When you enter your therapist's office for the first time, my advice is to be aware of your surroundings and ask yourself a series of questions: Does the waiting room feel inviting? How does the therapist greet you? Are you given a warm and sincere welcome or one that is cool and "professional?" Are you comfortable with a therapist who engages you in dialogue, asks you questions and offers feedback? (By the way, this describes my style!) As you begin to disclose your personal story, ask yourself whether your personality and style is compatible with your therapist's.
As your therapist is interviewing you to find out your needs, it is equally important for you to interview her! Ask your therapist what her experience is with the issues you bring, years in practice, etc. One question I believe that is not asked enough is whether the therapist has been in therapy herself. This is important for a number of reasons.

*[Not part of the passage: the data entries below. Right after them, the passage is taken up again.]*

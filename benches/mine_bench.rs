//! Criterion benchmarks for handbook mining and review.
//!
//! Run with: cargo bench

use criterion::{black_box, criterion_group, criterion_main, BenchmarkId, Criterion};
use quote_miner::mine::mine_pages;
use quote_miner::models::{InputRecord, MinerParams};
use quote_miner::normalize::normalize_page;
use quote_miner::review::review_records;
use quote_miner::window::{sentence_windows, split_sentences};

const SENTENCES: [&str; 6] = [
    "We believe that the Scriptures of the Old and New Testaments were given by inspiration of God.",
    "They only constitute the Divine rule of Christian faith and practice.",
    "This means that the Bible is the final authority in every question of doctrine and conduct.",
    "The word inspiration signifies that holy men spoke as they were moved by the Holy Ghost.",
    "Therefore we must read the Bible with prayer, that the Spirit may open its meaning to us.",
    "See John 5:39 and 2 Timothy 3:16 for the teaching of our Lord and of the apostle.",
];

/// Synthetic handbook: a chapter heading every ten pages, each page a few
/// hundred words of doctrinal prose with page furniture.
fn synthetic_pages(n: usize) -> Vec<String> {
    const ROMANS: [&str; 10] = ["II", "III", "IV", "V", "VI", "VII", "VIII", "IX", "X", "XI"];
    (0..n)
        .map(|i| {
            let mut page = String::new();
            if i % 10 == 0 {
                page.push_str(&format!("CHAPTER {}.\n", ROMANS[(i / 10) % ROMANS.len()]));
            }
            for j in 0..12 {
                page.push_str(SENTENCES[(i + j) % SENTENCES.len()]);
                page.push(if j % 3 == 2 { '\n' } else { ' ' });
            }
            page.push_str(&format!("\n{}\n", i + 1));
            page
        })
        .collect()
}

fn bench_mining(c: &mut Criterion) {
    let params = MinerParams::default();
    let mut group = c.benchmark_group("mine_pages");

    for pages in [10, 100, 200] {
        let input = synthetic_pages(pages);
        group.bench_with_input(BenchmarkId::from_parameter(pages), &input, |b, input| {
            b.iter(|| mine_pages(black_box(input), "bench.pdf", &params, false))
        });
    }

    group.finish();
}

fn bench_segmentation(c: &mut Criterion) {
    let pages = synthetic_pages(50);
    let normalized: Vec<String> = pages.iter().map(|p| normalize_page(p)).collect();

    c.bench_function("normalize_page_50", |b| {
        b.iter(|| {
            for p in &pages {
                black_box(normalize_page(black_box(p)));
            }
        })
    });

    c.bench_function("split_and_window_50", |b| {
        b.iter(|| {
            for text in &normalized {
                let sentences = split_sentences(black_box(text));
                black_box(sentence_windows(&sentences, 3));
            }
        })
    });
}

fn bench_review(c: &mut Criterion) {
    let records: Vec<InputRecord> = (0..1000)
        .map(|i| InputRecord {
            text: Some(format!("{} ({})", SENTENCES[i % SENTENCES.len()], i)),
            ..Default::default()
        })
        .collect();

    c.bench_function("review_1000", |b| b.iter(|| review_records(black_box(&records))));
}

criterion_group!(benches, bench_mining, bench_segmentation, bench_review);
criterion_main!(benches);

Most importantly, you want to know if your therapist deals with her own "stuff" so that she will be in the best position to help you deal with your "stuff." And, it's important for therapists to have experienced psychotherapy in order to offer it effectively!
Upon completing your first session, the most important question to ask yourself is this: Do I want to return? Did anything happen that leads me to believe I can really get help here? Am I less scared than when I began the session? When thinking about a second appointment, do I feel good about returning? If the answer is "No," you should seriously consider seeking a more compatible therapist. Selecting to work with a therapist is like finding a best friend; someone with whom you feel comfortable sharing confidences; someone who is not only unbiased but honors and respects you; someone who is trained to focus on you and help you make the changes you've been wanting. That someone is not easy to find, but once you do, it can change your life!